### RECORDS PROVIDED
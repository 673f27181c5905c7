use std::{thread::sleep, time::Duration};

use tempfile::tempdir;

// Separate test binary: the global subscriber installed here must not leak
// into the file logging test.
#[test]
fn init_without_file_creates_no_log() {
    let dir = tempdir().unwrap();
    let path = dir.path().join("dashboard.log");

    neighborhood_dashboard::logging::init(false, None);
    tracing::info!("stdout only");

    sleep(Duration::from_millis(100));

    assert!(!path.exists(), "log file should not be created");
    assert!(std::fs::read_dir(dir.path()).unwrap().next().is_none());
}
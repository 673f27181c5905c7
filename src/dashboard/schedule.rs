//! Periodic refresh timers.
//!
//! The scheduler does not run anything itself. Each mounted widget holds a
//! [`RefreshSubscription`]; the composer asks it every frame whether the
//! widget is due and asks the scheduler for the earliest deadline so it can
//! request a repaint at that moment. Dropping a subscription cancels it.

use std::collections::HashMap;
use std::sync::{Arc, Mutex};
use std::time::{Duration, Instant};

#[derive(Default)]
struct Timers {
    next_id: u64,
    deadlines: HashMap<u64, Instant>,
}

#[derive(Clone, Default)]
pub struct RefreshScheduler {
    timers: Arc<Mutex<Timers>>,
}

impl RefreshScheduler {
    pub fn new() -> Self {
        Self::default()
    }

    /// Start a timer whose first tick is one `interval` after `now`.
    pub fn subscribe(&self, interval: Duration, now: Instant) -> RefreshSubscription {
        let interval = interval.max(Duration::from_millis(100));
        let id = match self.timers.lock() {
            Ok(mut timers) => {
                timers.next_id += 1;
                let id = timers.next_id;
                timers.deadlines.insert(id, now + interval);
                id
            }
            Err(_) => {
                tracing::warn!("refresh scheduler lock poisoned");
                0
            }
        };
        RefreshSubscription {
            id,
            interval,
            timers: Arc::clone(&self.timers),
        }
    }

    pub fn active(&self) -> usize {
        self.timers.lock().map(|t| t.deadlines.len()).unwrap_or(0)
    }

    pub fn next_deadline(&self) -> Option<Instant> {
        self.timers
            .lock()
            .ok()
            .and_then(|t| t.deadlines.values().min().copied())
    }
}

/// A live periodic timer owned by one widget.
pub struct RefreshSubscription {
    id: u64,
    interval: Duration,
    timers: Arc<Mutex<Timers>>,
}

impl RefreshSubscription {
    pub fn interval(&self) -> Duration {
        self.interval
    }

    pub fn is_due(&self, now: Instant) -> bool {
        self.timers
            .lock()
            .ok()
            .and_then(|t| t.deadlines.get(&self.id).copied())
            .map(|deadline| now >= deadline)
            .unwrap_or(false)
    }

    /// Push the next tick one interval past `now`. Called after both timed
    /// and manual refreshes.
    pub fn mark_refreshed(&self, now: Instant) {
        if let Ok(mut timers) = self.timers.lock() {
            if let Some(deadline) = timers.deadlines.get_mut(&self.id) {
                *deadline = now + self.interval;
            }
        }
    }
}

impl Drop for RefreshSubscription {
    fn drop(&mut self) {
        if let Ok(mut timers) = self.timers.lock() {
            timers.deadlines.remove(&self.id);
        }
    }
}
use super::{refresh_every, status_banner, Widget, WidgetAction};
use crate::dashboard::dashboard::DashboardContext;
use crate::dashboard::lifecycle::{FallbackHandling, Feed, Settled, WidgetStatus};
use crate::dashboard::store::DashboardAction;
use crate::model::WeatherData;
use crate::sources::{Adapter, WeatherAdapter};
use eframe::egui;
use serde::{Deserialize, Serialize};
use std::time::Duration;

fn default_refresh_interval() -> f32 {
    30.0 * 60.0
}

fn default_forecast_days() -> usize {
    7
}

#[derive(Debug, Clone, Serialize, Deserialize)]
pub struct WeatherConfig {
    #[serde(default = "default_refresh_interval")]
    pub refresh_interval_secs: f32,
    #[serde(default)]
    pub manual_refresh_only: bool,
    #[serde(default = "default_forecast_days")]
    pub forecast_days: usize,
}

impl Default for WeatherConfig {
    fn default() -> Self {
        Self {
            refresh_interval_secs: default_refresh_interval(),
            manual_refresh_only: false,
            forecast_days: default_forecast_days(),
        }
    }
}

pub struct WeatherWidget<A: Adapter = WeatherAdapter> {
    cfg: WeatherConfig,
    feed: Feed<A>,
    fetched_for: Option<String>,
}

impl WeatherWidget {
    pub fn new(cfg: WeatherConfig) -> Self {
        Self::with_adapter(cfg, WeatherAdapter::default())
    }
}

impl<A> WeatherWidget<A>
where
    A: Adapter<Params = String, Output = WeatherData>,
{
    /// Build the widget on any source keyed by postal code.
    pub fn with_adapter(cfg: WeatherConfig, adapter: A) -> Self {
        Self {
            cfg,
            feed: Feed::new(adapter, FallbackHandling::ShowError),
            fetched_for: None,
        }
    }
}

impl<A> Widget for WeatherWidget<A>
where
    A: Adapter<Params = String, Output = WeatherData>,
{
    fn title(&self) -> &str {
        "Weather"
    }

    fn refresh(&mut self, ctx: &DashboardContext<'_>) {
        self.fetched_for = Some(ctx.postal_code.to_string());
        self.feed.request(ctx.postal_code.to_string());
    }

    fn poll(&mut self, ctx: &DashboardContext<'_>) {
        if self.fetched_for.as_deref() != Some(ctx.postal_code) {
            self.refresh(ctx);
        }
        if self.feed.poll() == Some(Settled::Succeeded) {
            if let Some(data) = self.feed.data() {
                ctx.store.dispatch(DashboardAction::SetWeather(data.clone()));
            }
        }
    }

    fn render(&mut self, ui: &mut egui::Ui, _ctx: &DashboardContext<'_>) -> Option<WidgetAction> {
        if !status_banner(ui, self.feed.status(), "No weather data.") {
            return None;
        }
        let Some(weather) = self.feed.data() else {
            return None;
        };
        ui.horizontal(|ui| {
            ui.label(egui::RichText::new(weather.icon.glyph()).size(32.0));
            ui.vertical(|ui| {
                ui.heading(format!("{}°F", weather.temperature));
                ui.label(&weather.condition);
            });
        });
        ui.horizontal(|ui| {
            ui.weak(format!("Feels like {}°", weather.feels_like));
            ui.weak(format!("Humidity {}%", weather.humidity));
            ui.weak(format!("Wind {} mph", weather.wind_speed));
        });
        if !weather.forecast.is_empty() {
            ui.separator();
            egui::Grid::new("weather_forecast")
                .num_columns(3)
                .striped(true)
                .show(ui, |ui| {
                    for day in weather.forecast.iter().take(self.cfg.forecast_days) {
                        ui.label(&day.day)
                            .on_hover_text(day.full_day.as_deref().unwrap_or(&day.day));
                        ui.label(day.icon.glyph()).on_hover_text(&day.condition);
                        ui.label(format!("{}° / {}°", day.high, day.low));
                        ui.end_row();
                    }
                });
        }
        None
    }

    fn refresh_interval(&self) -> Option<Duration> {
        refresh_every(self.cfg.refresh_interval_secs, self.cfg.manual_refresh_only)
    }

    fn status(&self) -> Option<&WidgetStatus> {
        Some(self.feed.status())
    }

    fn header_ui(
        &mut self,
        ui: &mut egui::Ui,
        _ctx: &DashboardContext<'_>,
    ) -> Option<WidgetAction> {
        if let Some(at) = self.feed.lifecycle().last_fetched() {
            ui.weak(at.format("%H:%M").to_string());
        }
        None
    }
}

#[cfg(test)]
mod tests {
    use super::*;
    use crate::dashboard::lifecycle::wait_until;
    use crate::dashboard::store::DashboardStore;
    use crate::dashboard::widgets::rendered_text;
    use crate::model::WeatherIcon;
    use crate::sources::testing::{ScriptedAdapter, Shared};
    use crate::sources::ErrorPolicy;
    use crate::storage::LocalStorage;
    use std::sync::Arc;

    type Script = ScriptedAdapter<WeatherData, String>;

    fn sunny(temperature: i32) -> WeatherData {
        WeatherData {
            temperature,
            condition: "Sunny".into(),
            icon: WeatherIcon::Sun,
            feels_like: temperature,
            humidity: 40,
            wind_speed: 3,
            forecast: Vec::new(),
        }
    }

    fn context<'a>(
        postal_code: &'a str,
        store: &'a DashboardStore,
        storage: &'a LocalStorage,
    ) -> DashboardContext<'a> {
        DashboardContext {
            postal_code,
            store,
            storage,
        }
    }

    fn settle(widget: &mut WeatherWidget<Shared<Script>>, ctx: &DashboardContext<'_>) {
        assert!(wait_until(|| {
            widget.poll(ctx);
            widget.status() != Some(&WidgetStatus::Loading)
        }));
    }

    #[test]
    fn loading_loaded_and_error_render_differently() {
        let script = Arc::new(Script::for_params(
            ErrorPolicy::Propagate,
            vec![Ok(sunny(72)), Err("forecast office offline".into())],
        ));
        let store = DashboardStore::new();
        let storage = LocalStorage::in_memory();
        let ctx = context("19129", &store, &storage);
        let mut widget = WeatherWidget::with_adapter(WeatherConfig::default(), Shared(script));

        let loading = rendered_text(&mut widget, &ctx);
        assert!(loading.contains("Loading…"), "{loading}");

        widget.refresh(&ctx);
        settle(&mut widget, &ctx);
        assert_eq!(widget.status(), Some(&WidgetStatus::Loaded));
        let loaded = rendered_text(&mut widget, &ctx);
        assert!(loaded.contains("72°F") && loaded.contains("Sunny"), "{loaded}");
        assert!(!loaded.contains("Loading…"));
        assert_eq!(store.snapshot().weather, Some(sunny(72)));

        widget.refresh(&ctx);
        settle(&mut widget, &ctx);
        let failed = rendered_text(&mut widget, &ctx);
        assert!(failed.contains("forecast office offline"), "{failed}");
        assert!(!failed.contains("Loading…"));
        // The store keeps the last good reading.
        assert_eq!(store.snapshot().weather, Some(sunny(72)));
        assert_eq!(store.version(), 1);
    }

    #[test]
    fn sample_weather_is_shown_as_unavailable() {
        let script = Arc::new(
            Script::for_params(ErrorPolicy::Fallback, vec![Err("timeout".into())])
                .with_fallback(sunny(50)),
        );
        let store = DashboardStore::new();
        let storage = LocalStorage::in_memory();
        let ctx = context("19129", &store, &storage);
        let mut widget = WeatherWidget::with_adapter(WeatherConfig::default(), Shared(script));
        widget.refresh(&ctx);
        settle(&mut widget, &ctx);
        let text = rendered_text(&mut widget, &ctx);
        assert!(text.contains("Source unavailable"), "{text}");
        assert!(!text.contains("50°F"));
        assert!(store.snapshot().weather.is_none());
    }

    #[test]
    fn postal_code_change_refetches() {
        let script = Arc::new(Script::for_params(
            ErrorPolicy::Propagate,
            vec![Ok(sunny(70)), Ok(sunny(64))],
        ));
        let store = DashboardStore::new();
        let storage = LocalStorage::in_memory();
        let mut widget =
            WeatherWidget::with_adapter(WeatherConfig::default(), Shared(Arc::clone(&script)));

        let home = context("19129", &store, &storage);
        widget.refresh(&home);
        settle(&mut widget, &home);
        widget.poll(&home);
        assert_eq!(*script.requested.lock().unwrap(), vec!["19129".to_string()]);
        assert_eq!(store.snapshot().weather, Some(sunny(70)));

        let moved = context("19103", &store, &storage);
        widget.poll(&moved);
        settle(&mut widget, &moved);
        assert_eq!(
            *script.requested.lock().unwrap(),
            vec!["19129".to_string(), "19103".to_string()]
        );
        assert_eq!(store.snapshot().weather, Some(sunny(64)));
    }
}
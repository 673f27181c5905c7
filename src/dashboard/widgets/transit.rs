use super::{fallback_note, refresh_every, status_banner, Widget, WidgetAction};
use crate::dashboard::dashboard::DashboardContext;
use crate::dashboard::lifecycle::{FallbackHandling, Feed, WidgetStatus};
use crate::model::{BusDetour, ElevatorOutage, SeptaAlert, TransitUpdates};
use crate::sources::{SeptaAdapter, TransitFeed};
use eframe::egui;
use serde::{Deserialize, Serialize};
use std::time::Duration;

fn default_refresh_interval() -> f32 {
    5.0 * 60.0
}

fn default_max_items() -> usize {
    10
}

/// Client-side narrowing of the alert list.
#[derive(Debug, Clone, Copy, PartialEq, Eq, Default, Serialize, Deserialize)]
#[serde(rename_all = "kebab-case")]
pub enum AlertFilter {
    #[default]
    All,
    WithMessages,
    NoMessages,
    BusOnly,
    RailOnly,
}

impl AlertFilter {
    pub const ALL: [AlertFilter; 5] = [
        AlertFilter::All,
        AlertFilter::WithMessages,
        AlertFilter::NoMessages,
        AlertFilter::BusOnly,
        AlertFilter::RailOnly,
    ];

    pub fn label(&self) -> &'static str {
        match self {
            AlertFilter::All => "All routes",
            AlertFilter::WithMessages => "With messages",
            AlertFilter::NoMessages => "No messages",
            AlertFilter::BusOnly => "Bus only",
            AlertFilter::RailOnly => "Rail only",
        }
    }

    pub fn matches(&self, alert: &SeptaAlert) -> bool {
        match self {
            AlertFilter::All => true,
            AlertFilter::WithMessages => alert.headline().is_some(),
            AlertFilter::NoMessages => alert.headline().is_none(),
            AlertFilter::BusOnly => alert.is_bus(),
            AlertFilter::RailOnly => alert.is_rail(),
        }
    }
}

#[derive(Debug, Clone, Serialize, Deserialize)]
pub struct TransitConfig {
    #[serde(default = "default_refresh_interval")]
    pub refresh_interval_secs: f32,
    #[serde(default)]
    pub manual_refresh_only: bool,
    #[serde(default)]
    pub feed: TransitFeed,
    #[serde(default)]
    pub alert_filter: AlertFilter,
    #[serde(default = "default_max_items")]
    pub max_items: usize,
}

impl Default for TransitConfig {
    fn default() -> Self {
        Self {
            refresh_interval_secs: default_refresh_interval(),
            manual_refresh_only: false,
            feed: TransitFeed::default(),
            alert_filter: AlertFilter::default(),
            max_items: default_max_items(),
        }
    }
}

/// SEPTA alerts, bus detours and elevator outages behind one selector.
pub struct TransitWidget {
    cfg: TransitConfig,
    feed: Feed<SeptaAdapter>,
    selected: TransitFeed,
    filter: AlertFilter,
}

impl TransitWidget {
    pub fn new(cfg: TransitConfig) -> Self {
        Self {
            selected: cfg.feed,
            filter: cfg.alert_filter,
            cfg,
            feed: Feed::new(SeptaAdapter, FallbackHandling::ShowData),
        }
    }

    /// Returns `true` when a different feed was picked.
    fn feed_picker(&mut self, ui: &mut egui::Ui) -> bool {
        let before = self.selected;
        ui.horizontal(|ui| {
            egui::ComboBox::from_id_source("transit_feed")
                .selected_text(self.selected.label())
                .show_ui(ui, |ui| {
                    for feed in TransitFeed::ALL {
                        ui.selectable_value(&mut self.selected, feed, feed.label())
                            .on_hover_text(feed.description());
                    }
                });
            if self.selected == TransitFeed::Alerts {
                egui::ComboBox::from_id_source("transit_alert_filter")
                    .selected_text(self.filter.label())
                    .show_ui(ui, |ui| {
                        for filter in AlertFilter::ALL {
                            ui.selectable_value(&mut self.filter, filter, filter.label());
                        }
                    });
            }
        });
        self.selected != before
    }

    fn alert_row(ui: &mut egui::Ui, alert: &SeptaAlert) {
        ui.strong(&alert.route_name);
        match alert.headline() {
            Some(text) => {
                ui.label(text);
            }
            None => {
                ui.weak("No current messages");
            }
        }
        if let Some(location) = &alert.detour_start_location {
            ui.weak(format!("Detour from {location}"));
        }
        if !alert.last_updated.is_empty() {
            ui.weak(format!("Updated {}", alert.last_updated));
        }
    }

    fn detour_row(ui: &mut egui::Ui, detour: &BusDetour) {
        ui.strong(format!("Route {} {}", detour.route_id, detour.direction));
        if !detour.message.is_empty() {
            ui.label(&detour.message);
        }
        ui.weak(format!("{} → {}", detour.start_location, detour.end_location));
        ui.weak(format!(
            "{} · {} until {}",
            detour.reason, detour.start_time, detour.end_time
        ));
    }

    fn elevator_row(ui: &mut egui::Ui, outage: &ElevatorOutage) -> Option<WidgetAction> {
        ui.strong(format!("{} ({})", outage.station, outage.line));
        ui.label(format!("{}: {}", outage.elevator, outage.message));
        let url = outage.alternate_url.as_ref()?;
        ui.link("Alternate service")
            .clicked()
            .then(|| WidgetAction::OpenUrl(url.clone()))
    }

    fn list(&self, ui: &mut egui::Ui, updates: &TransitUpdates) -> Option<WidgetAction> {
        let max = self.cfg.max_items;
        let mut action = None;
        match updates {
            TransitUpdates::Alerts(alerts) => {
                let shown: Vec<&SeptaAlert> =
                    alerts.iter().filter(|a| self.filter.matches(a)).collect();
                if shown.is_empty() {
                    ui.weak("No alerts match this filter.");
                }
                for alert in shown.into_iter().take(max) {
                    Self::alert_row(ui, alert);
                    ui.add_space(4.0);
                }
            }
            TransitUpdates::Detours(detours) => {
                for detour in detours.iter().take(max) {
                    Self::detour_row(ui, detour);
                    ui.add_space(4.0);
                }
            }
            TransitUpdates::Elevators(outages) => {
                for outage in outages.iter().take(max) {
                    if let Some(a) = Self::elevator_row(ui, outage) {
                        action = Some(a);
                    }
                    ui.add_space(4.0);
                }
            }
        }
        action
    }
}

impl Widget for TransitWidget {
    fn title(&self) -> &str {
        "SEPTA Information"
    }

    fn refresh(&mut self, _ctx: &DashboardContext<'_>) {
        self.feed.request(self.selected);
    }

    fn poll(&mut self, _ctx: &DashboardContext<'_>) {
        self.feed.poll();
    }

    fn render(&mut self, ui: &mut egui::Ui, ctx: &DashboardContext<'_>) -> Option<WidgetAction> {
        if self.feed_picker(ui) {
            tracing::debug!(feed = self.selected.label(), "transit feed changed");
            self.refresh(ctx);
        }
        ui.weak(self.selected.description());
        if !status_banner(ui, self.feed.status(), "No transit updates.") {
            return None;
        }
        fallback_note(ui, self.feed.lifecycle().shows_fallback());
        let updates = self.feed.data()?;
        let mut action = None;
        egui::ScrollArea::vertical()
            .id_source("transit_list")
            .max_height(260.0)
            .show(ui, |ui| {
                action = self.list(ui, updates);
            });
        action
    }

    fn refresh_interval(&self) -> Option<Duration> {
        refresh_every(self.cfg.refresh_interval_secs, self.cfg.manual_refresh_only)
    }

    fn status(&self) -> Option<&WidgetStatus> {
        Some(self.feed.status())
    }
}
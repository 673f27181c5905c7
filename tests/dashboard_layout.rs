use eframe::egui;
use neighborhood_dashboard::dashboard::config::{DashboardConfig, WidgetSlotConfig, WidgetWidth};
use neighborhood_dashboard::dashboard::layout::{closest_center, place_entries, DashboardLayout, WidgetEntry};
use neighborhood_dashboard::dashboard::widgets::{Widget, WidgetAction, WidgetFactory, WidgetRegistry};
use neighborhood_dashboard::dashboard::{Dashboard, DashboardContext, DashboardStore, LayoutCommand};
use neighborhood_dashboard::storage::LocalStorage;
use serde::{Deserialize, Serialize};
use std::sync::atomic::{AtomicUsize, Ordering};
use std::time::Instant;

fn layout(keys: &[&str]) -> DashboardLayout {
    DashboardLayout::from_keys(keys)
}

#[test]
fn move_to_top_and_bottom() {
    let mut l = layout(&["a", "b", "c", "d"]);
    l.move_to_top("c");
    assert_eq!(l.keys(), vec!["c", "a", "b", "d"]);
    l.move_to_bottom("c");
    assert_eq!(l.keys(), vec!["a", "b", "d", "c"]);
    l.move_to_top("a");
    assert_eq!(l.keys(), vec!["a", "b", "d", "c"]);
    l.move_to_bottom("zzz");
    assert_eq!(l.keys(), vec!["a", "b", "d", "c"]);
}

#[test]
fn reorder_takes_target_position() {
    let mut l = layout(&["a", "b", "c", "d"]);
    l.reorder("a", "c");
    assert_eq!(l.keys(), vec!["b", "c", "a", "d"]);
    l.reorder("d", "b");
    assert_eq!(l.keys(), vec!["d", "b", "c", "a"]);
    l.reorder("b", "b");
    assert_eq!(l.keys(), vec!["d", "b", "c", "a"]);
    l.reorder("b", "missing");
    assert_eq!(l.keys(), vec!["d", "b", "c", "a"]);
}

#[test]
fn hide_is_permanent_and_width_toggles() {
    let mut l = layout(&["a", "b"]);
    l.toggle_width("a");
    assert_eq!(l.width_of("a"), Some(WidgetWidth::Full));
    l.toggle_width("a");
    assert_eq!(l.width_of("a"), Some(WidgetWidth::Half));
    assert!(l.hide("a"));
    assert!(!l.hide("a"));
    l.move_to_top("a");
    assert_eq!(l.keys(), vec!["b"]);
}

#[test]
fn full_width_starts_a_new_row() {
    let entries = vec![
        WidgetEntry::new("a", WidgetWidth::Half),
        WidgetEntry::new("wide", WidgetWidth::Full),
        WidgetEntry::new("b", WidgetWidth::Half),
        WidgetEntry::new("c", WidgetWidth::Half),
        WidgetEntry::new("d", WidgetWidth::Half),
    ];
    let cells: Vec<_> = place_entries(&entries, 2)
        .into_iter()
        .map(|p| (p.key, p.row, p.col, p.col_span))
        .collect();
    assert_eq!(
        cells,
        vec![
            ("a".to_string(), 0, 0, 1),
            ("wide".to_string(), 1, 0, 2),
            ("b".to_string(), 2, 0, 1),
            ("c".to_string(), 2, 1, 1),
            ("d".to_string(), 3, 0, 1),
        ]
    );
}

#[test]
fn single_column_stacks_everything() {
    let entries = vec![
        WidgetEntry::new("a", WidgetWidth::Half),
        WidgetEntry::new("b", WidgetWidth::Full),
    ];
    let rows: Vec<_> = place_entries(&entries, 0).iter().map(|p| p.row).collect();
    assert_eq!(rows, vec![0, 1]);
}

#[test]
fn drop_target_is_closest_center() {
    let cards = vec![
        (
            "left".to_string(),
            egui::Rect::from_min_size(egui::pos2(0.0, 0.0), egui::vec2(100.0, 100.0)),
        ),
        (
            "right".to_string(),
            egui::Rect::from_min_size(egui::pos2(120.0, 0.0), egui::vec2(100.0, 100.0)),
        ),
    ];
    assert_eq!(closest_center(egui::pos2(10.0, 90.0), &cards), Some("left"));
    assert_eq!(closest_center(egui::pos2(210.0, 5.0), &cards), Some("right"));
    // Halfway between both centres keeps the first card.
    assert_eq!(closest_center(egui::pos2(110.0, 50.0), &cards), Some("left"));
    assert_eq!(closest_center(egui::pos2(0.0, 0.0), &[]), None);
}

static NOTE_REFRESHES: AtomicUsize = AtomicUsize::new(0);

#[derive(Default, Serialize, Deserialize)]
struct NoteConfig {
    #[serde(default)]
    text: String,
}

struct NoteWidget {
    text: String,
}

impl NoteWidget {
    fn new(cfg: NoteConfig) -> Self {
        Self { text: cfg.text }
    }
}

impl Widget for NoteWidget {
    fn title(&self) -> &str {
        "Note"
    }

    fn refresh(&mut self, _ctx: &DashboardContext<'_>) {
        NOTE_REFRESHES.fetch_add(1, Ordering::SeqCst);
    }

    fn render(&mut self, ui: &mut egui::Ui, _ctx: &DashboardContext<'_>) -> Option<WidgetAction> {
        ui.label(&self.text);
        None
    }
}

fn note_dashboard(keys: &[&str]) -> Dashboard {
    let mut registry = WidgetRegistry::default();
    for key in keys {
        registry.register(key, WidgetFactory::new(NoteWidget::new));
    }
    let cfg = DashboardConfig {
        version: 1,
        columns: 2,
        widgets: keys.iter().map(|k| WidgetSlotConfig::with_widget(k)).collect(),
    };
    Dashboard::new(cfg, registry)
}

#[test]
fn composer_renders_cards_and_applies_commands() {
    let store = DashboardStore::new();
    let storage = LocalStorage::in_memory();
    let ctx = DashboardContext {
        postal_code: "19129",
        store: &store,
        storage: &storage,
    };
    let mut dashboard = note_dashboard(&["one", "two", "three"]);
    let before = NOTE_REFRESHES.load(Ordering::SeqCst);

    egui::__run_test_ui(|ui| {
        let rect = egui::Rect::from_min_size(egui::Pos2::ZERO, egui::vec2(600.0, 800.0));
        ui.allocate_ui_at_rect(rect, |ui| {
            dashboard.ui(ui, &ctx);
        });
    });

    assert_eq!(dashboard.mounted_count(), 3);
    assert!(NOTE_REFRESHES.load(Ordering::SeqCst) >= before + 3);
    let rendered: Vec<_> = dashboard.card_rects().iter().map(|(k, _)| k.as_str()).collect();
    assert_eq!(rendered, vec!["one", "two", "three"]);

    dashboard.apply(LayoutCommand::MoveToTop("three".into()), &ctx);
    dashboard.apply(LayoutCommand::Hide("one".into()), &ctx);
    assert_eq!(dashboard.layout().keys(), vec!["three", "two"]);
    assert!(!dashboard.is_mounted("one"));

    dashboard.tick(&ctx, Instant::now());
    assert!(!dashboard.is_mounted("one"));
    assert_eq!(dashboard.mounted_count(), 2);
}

### TO DO
From the entries, report every line in which the string "super" occurs.

### RESPONSE TO THE EXERCISE
use super::{refresh_every, status_banner, Widget, WidgetAction};
    use super::*;
use super::{fallback_note, refresh_every, status_banner, Widget, WidgetAction};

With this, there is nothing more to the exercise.